In contrast, the impressions of axis activity would seem to

constitute a subjective “inwardness” of the individual’s mental

life, and as such are not capable of being communicated to other

individuals. Furthermore, it could be said that the extended

duration of axis activity confers a concrete “existence” to

impressions compared to the specious existence of the fleeting

moments in which ideas are processed. In summary, the

distinctive structures of the axis and shell circuits within the

minicolumn appear to define two very different ways in which

the cerebral cortex responds to and constructs its knowledge of

the sensory inputs from objects of the external world.

4.5. The role of the self in consciousness

The global circuits connecting axis and shell circuits also

serve as a basis for distinguishing two selves, which, for

convenience, we label as the “thinking” self and the “feeling”

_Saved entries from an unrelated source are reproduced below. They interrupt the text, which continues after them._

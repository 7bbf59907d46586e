//! # Integration Points
//!
//! Collaborators a deployment plugs into the coordinator. All of them are
//! optional: a coordinator without a region policy allows everything, one
//! without a notifier logs its messages, and one without an economy skips
//! siege payouts.

use std::sync::Mutex;

use log::info;

use crate::engine_state::voxels::block::BlockPos;
use crate::engine_state::voxels::entity::PlayerId;
use crate::engine_state::voxels::world::WorldId;
use crate::error::{EconomyError, PolicyDenial};

/// Delivers messages to players. Must not block.
pub trait Notifier: Send + Sync {
    fn notify(&self, target: PlayerId, message: &str);
}

/// Region and permission checks. Structural tasks call `can_move` from worker
/// threads.
pub trait RegionPolicy: Send + Sync {
    /// Why a craft at `pos` may not sink, if it may not.
    fn check_sink(&self, _world: WorldId, _pos: BlockPos) -> Option<PolicyDenial> {
        None
    }

    fn can_move(&self, _world: WorldId, _pos: BlockPos, _controller: Option<PlayerId>) -> bool {
        true
    }

    /// Accounts owning a named region, used for siege payouts.
    fn region_owners(&self, _region: &str) -> Vec<String> {
        Vec::new()
    }
}

pub trait Economy: Send + Sync {
    fn deposit(&self, account: &str, amount: i64) -> Result<(), EconomyError>;
}

/// Region policy that allows everything.
#[derive(Copy, Clone, Debug, Default)]
pub struct AllowAll;

impl RegionPolicy for AllowAll {}

/// Notifier that writes every message to the log.
#[derive(Copy, Clone, Debug, Default)]
pub struct LogNotifier;

impl Notifier for LogNotifier {
    fn notify(&self, target: PlayerId, message: &str) {
        info!("[{}] {}", target, message);
    }
}

/// Notifier that keeps every message, for inspection.
#[derive(Debug, Default)]
pub struct RecordingNotifier {
    messages: Mutex<Vec<(PlayerId, String)>>,
}

impl RecordingNotifier {
    pub fn new() -> Self {
        Self::default()
    }

    pub fn messages(&self) -> Vec<(PlayerId, String)> {
        self.messages
            .lock()
            .map(|messages| messages.clone())
            .unwrap_or_default()
    }

    pub fn messages_for(&self, target: PlayerId) -> Vec<String> {
        self.messages()
            .into_iter()
            .filter(|(player, _)| *player == target)
            .map(|(_, message)| message)
            .collect()
    }
}

impl Notifier for RecordingNotifier {
    fn notify(&self, target: PlayerId, message: &str) {
        if let Ok(mut messages) = self.messages.lock() {
            messages.push((target, message.to_string()));
        }
    }
}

self. The thinking self is a product of ideas produced by shell

circuits. It includes items of personal history and verbalized

personal characteristics that arise from the way we interpret

our behaviors in social situations. Gazzanga’s theory of the

“Interpreter” (Turk, Heatherton, Macrae, Kelley, & Gazzaniga,

2003) provides an example of the self as “thought about”. In

contrast, the feeling self is based on the sustained impressionsof the body’s landscape, whose intensities can be modulated

by the emotional activities of the body. The present notions

concerning the relationship of the feeling self to ongoing

emotional events in the internal organs are influenced by the

work of Damasio (1994). By analogy with descriptions of

activities in early cortical areas of vision, audition, and touch,

we conjecture that the ongoing inputs from the internal organs

and external bodily surfaces are registered as impressions in

axis circuits of somatosensory area S1 and selectively attended

in axis circuits of area S2.

The continuing inputs from our body provide impressions

that constitute background consciousness of our bodily feeling.

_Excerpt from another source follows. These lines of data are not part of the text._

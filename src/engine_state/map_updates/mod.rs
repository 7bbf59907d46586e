//! # Map Updates
//!
//! Every world write the engine makes goes through here, on the tick thread.
//!
//! A structural task describes its result as an `UpdateBatch`: block deltas
//! plus the entity moves and item drops that go with them. The coordinator
//! queues the batch and, at the end of the tick, applies it with
//! `apply_update`. Application is all-or-nothing: the batch is validated
//! against the current craft occupancy first and nothing is written if any
//! destination belongs to another live craft.
//!
//! ## Write Order
//!
//! 1. Chunks touched by the batch are loaded
//! 2. Source positions that are not also destinations are cleared
//! 3. Destinations are written
//! 4. Visual effects fire
//! 5. Entities are moved and item drops spawned
//!
//! Clearing before writing keeps a block that is both a source and a
//! destination from ever being cleared.

use std::collections::{HashMap, HashSet, VecDeque};

use cgmath::Point3;

use crate::engine_state::crafts::{Craft, CraftId};
use crate::engine_state::voxels::block::{
    block_side::Rotation, block_type::BlockType, Block, BlockPos,
};
use crate::engine_state::voxels::chunk::Chunk;
use crate::engine_state::voxels::entity::EntityId;
use crate::engine_state::voxels::world::{WorldAccess, WorldId};
use crate::error::UpdateError;

#[derive(Copy, Clone, Debug, PartialEq)]
pub enum VisualEffect {
    Smoke,
    Explosion { power: f32 },
}

/// One proposed block write.
#[derive(Copy, Clone, Debug, PartialEq)]
pub struct MapUpdateCommand {
    /// Where the block came from. `None` for blocks placed from nothing.
    pub old_position: Option<BlockPos>,
    pub new_position: BlockPos,
    /// `None` for effect-only entries that write no block.
    pub block: Option<Block>,
    pub craft: Option<CraftId>,
    /// Applied to the block's facing when it is written.
    pub rotation: Rotation,
    pub effect: Option<VisualEffect>,
}

impl MapUpdateCommand {
    /// Moves the block at `from` to `to`.
    pub fn moved(from: BlockPos, to: BlockPos, block: Block, craft: CraftId) -> Self {
        MapUpdateCommand {
            old_position: Some(from),
            new_position: to,
            block: Some(block),
            craft: Some(craft),
            rotation: Rotation::NONE,
            effect: None,
        }
    }

    /// Writes `block` at `at` with no source.
    pub fn place(at: BlockPos, block: Block) -> Self {
        MapUpdateCommand {
            old_position: None,
            new_position: at,
            block: Some(block),
            craft: None,
            rotation: Rotation::NONE,
            effect: None,
        }
    }

    /// Fires `effect` at `at` without touching any block.
    pub fn effect(at: BlockPos, effect: VisualEffect, craft: Option<CraftId>) -> Self {
        MapUpdateCommand {
            old_position: None,
            new_position: at,
            block: None,
            craft,
            rotation: Rotation::NONE,
            effect: Some(effect),
        }
    }

    pub fn with_rotation(mut self, rotation: Rotation) -> Self {
        self.rotation = rotation;
        self
    }

    pub fn with_effect(mut self, effect: VisualEffect) -> Self {
        self.effect = Some(effect);
        self
    }

    fn writes_block(&self) -> bool {
        self.block.is_some()
    }
}

#[derive(Copy, Clone, Debug, PartialEq)]
pub struct EntityUpdateCommand {
    pub entity: EntityId,
    pub to: Point3<f64>,
}

#[derive(Copy, Clone, Debug, PartialEq)]
pub struct ItemDropUpdateCommand {
    pub at: Point3<f64>,
    pub block: Block,
}

/// Everything one task wants written, applied as a unit.
#[derive(Clone, Debug, Default, PartialEq)]
pub struct UpdateBatch {
    /// The craft that owns the block deltas. `None` for world maintenance.
    pub craft: Option<CraftId>,
    pub blocks: Vec<MapUpdateCommand>,
    pub entities: Vec<EntityUpdateCommand>,
    pub item_drops: Vec<ItemDropUpdateCommand>,
    /// Cleared sources at or below this height are refilled with water.
    pub water_level: Option<i32>,
}

impl UpdateBatch {
    pub fn for_craft(craft: CraftId) -> Self {
        UpdateBatch {
            craft: Some(craft),
            ..Default::default()
        }
    }

    pub fn is_empty(&self) -> bool {
        self.blocks.is_empty() && self.entities.is_empty() && self.item_drops.is_empty()
    }
}

/// Which live craft owns each block position of one world.
#[derive(Clone, Debug, Default)]
pub struct Occupancy {
    owners: HashMap<BlockPos, CraftId>,
}

impl Occupancy {
    pub fn from_crafts<'a>(crafts: impl IntoIterator<Item = &'a Craft>) -> Self {
        let mut occupancy = Occupancy::default();
        for craft in crafts {
            occupancy.insert(craft.id, craft.block_list());
        }
        occupancy
    }

    pub fn owner(&self, pos: BlockPos) -> Option<CraftId> {
        self.owners.get(&pos).copied()
    }

    pub fn insert(&mut self, craft: CraftId, blocks: &[BlockPos]) {
        for block in blocks {
            self.owners.insert(*block, craft);
        }
    }

    /// Forgets `blocks` where they are still owned by `craft`.
    pub fn remove(&mut self, craft: CraftId, blocks: &[BlockPos]) {
        for block in blocks {
            if self.owners.get(block) == Some(&craft) {
                self.owners.remove(block);
            }
        }
    }

    pub fn replace(&mut self, craft: CraftId, old: &[BlockPos], new: &[BlockPos]) {
        self.remove(craft, old);
        self.insert(craft, new);
    }
}

/// Checks a batch against the current occupancy without writing anything.
pub fn validate_update(batch: &UpdateBatch, occupancy: &Occupancy) -> Result<(), UpdateError> {
    let sources: HashSet<BlockPos> = batch
        .blocks
        .iter()
        .filter_map(|command| command.old_position)
        .collect();

    let mut writers: HashMap<BlockPos, Option<CraftId>> = HashMap::new();
    for command in batch.blocks.iter().filter(|c| c.writes_block()) {
        let position = command.new_position;
        if let Some(previous) = writers.insert(position, command.craft) {
            if previous != command.craft {
                return Err(UpdateError::MixedOwnership { position });
            }
        }
        if sources.contains(&position) {
            continue;
        }
        if let Some(occupant) = occupancy.owner(position) {
            if Some(occupant) != batch.craft {
                return Err(UpdateError::Collision { position, occupant });
            }
        }
    }
    Ok(())
}

/// Validates and, only if the whole batch is clear, writes it to `world`.
pub fn apply_update<W: WorldAccess + ?Sized>(
    world: &mut W,
    batch: &UpdateBatch,
    occupancy: &Occupancy,
) -> Result<(), UpdateError> {
    validate_update(batch, occupancy)?;

    let mut chunks: Vec<_> = batch
        .blocks
        .iter()
        .flat_map(|command| command.old_position.into_iter().chain([command.new_position]))
        .map(Chunk::chunk_pos_of)
        .collect();
    chunks.sort_by_key(|chunk| (chunk.x, chunk.y, chunk.z));
    chunks.dedup();
    for chunk in chunks {
        if !world.is_loaded(chunk) {
            world.load_chunk(chunk);
        }
    }

    let destinations: HashSet<BlockPos> = batch
        .blocks
        .iter()
        .filter(|command| command.writes_block())
        .map(|command| command.new_position)
        .collect();

    for source in batch.blocks.iter().filter_map(|command| command.old_position) {
        if destinations.contains(&source) {
            continue;
        }
        let fill = match batch.water_level {
            Some(level) if source.y <= level => Block::new(BlockType::STATIONARY_WATER),
            _ => Block::AIR,
        };
        world.set_block(source, fill);
    }

    for command in &batch.blocks {
        if let Some(block) = command.block {
            world.set_block(command.new_position, block.rotated(command.rotation));
        }
    }

    for command in &batch.blocks {
        match command.effect {
            Some(VisualEffect::Smoke) => world.spawn_smoke(command.new_position),
            Some(VisualEffect::Explosion { power }) => {
                world.create_explosion(command.new_position, power)
            }
            None => {}
        }
    }

    for entity in &batch.entities {
        world.move_entity(entity.entity, entity.to);
    }
    for drop in &batch.item_drops {
        world.spawn_item_drop(drop.at, drop.block);
    }
    Ok(())
}

/// A batch waiting to be written, tagged with its world.
#[derive(Clone, Debug)]
pub struct PendingUpdate {
    pub world: WorldId,
    pub batch: UpdateBatch,
}

/// Batches waiting for the end-of-tick flush, in submission order.
#[derive(Default)]
pub struct UpdateQueue {
    pending: VecDeque<PendingUpdate>,
}

impl UpdateQueue {
    pub fn new() -> Self {
        Self::default()
    }

    pub fn enqueue(&mut self, world: WorldId, batch: UpdateBatch) {
        self.pending.push_back(PendingUpdate { world, batch });
    }

    pub fn pop(&mut self) -> Option<PendingUpdate> {
        self.pending.pop_front()
    }

    pub fn len(&self) -> usize {
        self.pending.len()
    }

    pub fn is_empty(&self) -> bool {
        self.pending.is_empty()
    }
}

This ongoing feeling of our body provides the primitive senseof presence, which then can be attributed to objects of the world

that we imagine our body can touch. Thus, when the sustained

bodily impressions are paired in a coordinated manner with

the sustained impressions of objects seen, heard, and especially

touched, these objects also become present to us. Together with

the impression of the presence of the body, the impressions

of the presence of these objects provide our ongoing sense of

presence of ourselves in the world. For example, as we walk

along a path and approach a large tree, we seem to attend more

and more strongly to our body as well as to the tree. As we close

the distance between our body and the tree the impressions of

both body and tree seem to intensify, and this intensity peaksif a part of our body actually touches the tree. These sustained

impressions of the tree and our bodily self are likely to become

very intense if the tree we approach is a giant redwood.

A conductor of an orchestra can experience a similar

impression of the presence of both the self and an external

object, but in this case the looming object is the overall

orchestral sound as the conductor gradually directs a crescendo

from the level of a pianissimo to the level of fortissimo. In a

similar way, the sounds of music or the sounds of voices at a

cocktail party in the hotel room down the hall seem to require

a minimal level of intensity to give the impression of their

presence, but the additional requirement is the relationship to

our current impression of our body. It would seem, therefore,

that it is the attention directed to our body while we attend

to a suitably intense impression of an external object that adds

the impression of presence to the consciousness of that object.

It has been suggested that the term “awareness” should be

reserved for such cases of elevated consciousness that arise

when attention is directed to the body at the same time as

attention is directed to an object (LaBerge, 1997).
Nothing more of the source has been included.